閧ノ一番に目を惹いたものは、街路の左側に高い方塔を一つ聳やかしたゴティク様式の古いカテドラルだった。八百年の星霜を経てどす黒く寂び、雅致を失わない程度にがっちりと力強く立ってる風貌が私たちにしばらく車を停めさせた。覗いて見ると、薄暗い内陣の両側には型の如く天井の一段低い側堂が付いて、外陣は一つきりで、唱歌席の装飾なども簡古で似合わしく思われた。しかし、行手を急いでいて、ゆっくり見ていられなかったから、前の荒物屋みたいた店で絵端書を買って思い出のよすがとすることにした。

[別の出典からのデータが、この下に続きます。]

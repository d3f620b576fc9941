//! Workspace Memory Store
//!
//! Append-only store for memory chunks and event log entries, kept in
//! the JSON collections. Every write is a load-modify-save cycle over
//! the whole collection, so writes are serialized through a mutex to
//! keep concurrent callers from clobbering each other.

use std::collections::HashMap;
use std::sync::{Arc, Mutex};

use chrono::{Duration, Utc};
use uuid::Uuid;

use crate::models::memory::{
    EventLogEntry, EventLogRequest, MemoryChunk, MemoryRetrievalResult, MemoryTag,
    MemoryWriteRequest, ProjectMemoryStats, TagCount,
};
use crate::services::memory::formatting::format_memory_for_prompt;
use crate::services::memory::retrieval::{retrieve_relevant_memory, RetrievalConfig};
use crate::storage::kv::DurableStore;
use crate::storage::repository::{keys, CollectionStore};
use crate::utils::error::{AppError, AppResult};

// ============================================================================
// Configuration
// ============================================================================

/// Growth bounds for the memory collections
#[derive(Debug, Clone)]
pub struct MemoryCaps {
    /// Chunks kept across all projects; the oldest are evicted beyond this
    pub max_chunks: usize,
    /// Event log entries kept across all projects
    pub max_events: usize,
    /// Chunk content is truncated to this many characters on write
    pub max_content_chars: usize,
}

impl Default for MemoryCaps {
    fn default() -> Self {
        Self {
            max_chunks: 500,
            max_events: 1000,
            max_content_chars: 500,
        }
    }
}

// ============================================================================
// MemoryService
// ============================================================================

/// Store for memory chunks and the event log
pub struct MemoryService {
    collections: CollectionStore,
    caps: MemoryCaps,
    retrieval: RetrievalConfig,
    write_lock: Mutex<()>,
}

impl MemoryService {
    pub fn new(store: Arc<dyn DurableStore>) -> Self {
        Self::with_collections(CollectionStore::new(store))
    }

    pub fn with_collections(collections: CollectionStore) -> Self {
        Self {
            collections,
            caps: MemoryCaps::default(),
            retrieval: RetrievalConfig::default(),
            write_lock: Mutex::new(()),
        }
    }

    pub fn with_caps(mut self, caps: MemoryCaps) -> Self {
        self.caps = caps;
        self
    }

    pub fn with_retrieval_config(mut self, config: RetrievalConfig) -> Self {
        self.retrieval = config;
        self
    }

    fn write_guard(&self) -> AppResult<std::sync::MutexGuard<'_, ()>> {
        self.write_lock
            .lock()
            .map_err(|_| AppError::internal("memory write lock poisoned"))
    }

    // ========================================================================
    // Write Operations
    // ========================================================================

    /// Append chunks for a project, stamping ids and timestamps.
    ///
    /// Content beyond the configured character limit is truncated, and
    /// once the global collection exceeds its cap the oldest chunks are
    /// evicted. Returns the chunks as stored.
    pub fn append_chunks(
        &self,
        project_id: &str,
        writes: &[MemoryWriteRequest],
    ) -> AppResult<Vec<MemoryChunk>> {
        if writes.is_empty() {
            return Ok(Vec::new());
        }
        let _guard = self.write_guard()?;

        let mut chunks: Vec<MemoryChunk> = self.collections.load_list(keys::MEMORY_CHUNKS)?;
        let now = Utc::now();
        let appended: Vec<MemoryChunk> = writes
            .iter()
            .map(|write| MemoryChunk {
                id: Uuid::new_v4().to_string(),
                project_id: project_id.to_string(),
                content: truncate_chars(&write.content, self.caps.max_content_chars),
                tags: write.tags.clone(),
                source_type: write.source_type,
                reason: write.reason.clone(),
                timestamp: now,
            })
            .collect();

        chunks.extend(appended.iter().cloned());
        if chunks.len() > self.caps.max_chunks {
            let excess = chunks.len() - self.caps.max_chunks;
            chunks.drain(..excess);
            tracing::debug!("Memory chunk cap reached, evicted {} oldest", excess);
        }
        self.collections.save_list(keys::MEMORY_CHUNKS, &chunks)?;

        tracing::debug!(
            "Wrote {} memory chunks for project {}",
            appended.len(),
            project_id
        );
        Ok(appended)
    }

    /// Append event log entries for a project, stamping ids and
    /// timestamps. The log is capped globally like the chunk store.
    pub fn log_events(
        &self,
        project_id: &str,
        requests: &[EventLogRequest],
    ) -> AppResult<Vec<EventLogEntry>> {
        if requests.is_empty() {
            return Ok(Vec::new());
        }
        let _guard = self.write_guard()?;

        let mut events: Vec<EventLogEntry> = self.collections.load_list(keys::EVENT_LOG)?;
        let now = Utc::now();
        let appended: Vec<EventLogEntry> = requests
            .iter()
            .map(|request| EventLogEntry {
                id: Uuid::new_v4().to_string(),
                project_id: project_id.to_string(),
                event_type: request.event_type,
                metadata: request.metadata.clone(),
                timestamp: now,
            })
            .collect();

        events.extend(appended.iter().cloned());
        if events.len() > self.caps.max_events {
            let excess = events.len() - self.caps.max_events;
            events.drain(..excess);
        }
        self.collections.save_list(keys::EVENT_LOG, &events)?;

        Ok(appended)
    }

    /// Convenience for bridge call sites that produce both kinds of
    /// write at once. Empty slices are skipped.
    pub fn write_memory_and_events(
        &self,
        project_id: &str,
        writes: &[MemoryWriteRequest],
        events: &[EventLogRequest],
    ) -> AppResult<()> {
        self.append_chunks(project_id, writes)?;
        self.log_events(project_id, events)?;
        Ok(())
    }

    // ========================================================================
    // Read Operations
    // ========================================================================

    /// All chunks for a project, newest first
    pub fn project_chunks(&self, project_id: &str) -> AppResult<Vec<MemoryChunk>> {
        let chunks: Vec<MemoryChunk> = self.collections.load_list(keys::MEMORY_CHUNKS)?;
        let mut mine: Vec<MemoryChunk> = chunks
            .into_iter()
            .filter(|chunk| chunk.project_id == project_id)
            .collect();
        mine.sort_by(|a, b| b.timestamp.cmp(&a.timestamp));
        Ok(mine)
    }

    /// All event log entries for a project, newest first
    pub fn project_events(&self, project_id: &str) -> AppResult<Vec<EventLogEntry>> {
        let events: Vec<EventLogEntry> = self.collections.load_list(keys::EVENT_LOG)?;
        let mut mine: Vec<EventLogEntry> = events
            .into_iter()
            .filter(|event| event.project_id == project_id)
            .collect();
        mine.sort_by(|a, b| b.timestamp.cmp(&a.timestamp));
        Ok(mine)
    }

    /// Rank stored memory against a query and return the top chunks
    /// plus recent events
    pub fn retrieve(&self, project_id: &str, query_text: &str) -> AppResult<MemoryRetrievalResult> {
        let chunks: Vec<MemoryChunk> = self.collections.load_list(keys::MEMORY_CHUNKS)?;
        let events: Vec<EventLogEntry> = self.collections.load_list(keys::EVENT_LOG)?;
        Ok(retrieve_relevant_memory(
            &chunks,
            &events,
            project_id,
            query_text,
            &self.retrieval,
        ))
    }

    /// Retrieval result rendered as a prompt context block; empty
    /// string when nothing is stored
    pub fn formatted_context(&self, project_id: &str, query_text: &str) -> AppResult<String> {
        let result = self.retrieve(project_id, query_text)?;
        Ok(format_memory_for_prompt(&result))
    }

    /// Footprint summary for one project
    pub fn project_stats(&self, project_id: &str) -> AppResult<ProjectMemoryStats> {
        let chunks = self.project_chunks(project_id)?;
        let events = self.project_events(project_id)?;

        let cutoff = Utc::now() - Duration::days(30);
        let recent_chunks = chunks
            .iter()
            .filter(|chunk| chunk.timestamp >= cutoff)
            .count();

        let mut counts: HashMap<MemoryTag, usize> = HashMap::new();
        for chunk in &chunks {
            for tag in &chunk.tags {
                *counts.entry(*tag).or_insert(0) += 1;
            }
        }
        let mut top_tags: Vec<TagCount> = counts
            .into_iter()
            .map(|(tag, count)| TagCount { tag, count })
            .collect();
        // count descending, vocabulary order as the deterministic tie-break
        top_tags.sort_by_key(|tc| {
            let position = MemoryTag::ALL.iter().position(|t| *t == tc.tag);
            (std::cmp::Reverse(tc.count), position)
        });
        top_tags.truncate(5);

        Ok(ProjectMemoryStats {
            total_chunks: chunks.len(),
            total_events: events.len(),
            recent_chunks,
            top_tags,
        })
    }

    // ========================================================================
    // Maintenance
    // ========================================================================

    /// Drop every chunk and event belonging to a project; other
    /// projects' entries are untouched
    pub fn clear_project_memory(&self, project_id: &str) -> AppResult<()> {
        let _guard = self.write_guard()?;

        let chunks: Vec<MemoryChunk> = self.collections.load_list(keys::MEMORY_CHUNKS)?;
        let kept_chunks: Vec<MemoryChunk> = chunks
            .into_iter()
            .filter(|chunk| chunk.project_id != project_id)
            .collect();
        self.collections.save_list(keys::MEMORY_CHUNKS, &kept_chunks)?;

        let events: Vec<EventLogEntry> = self.collections.load_list(keys::EVENT_LOG)?;
        let kept_events: Vec<EventLogEntry> = events
            .into_iter()
            .filter(|event| event.project_id != project_id)
            .collect();
        self.collections.save_list(keys::EVENT_LOG, &kept_events)?;

        tracing::debug!("Cleared memory for project {}", project_id);
        Ok(())
    }
}

/// Truncate on a character boundary; byte slicing would panic on
/// multi-byte content
fn truncate_chars(text: &str, max_chars: usize) -> String {
    if text.chars().count() <= max_chars {
        text.to_string()
    } else {
        text.chars().take(max_chars).collect()
    }
}

// ============================================================================
// Tests
// ============================================================================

 それからマルヌを渡り、美しい田舎道を百二三十キロも走ったと思う頃、シャーロンの町を通った。毛織物の名産地で、此処にも古いカテドラルがあるということだったが、目につかないで通り過ぎ、それから先は方向を少し北へ振って行くように道がついていた。レジレットという村のあたりからは樹林が目立って多くなり、道も上ったり下ったり、曲りくねったりして、ショファにはうるさいかも知れないが、見て通る者には今までの平たい郊野よりは趣があってよかった。道の両側には高い並木がつづき、その間から緑の牧場や畑が透いて見えた。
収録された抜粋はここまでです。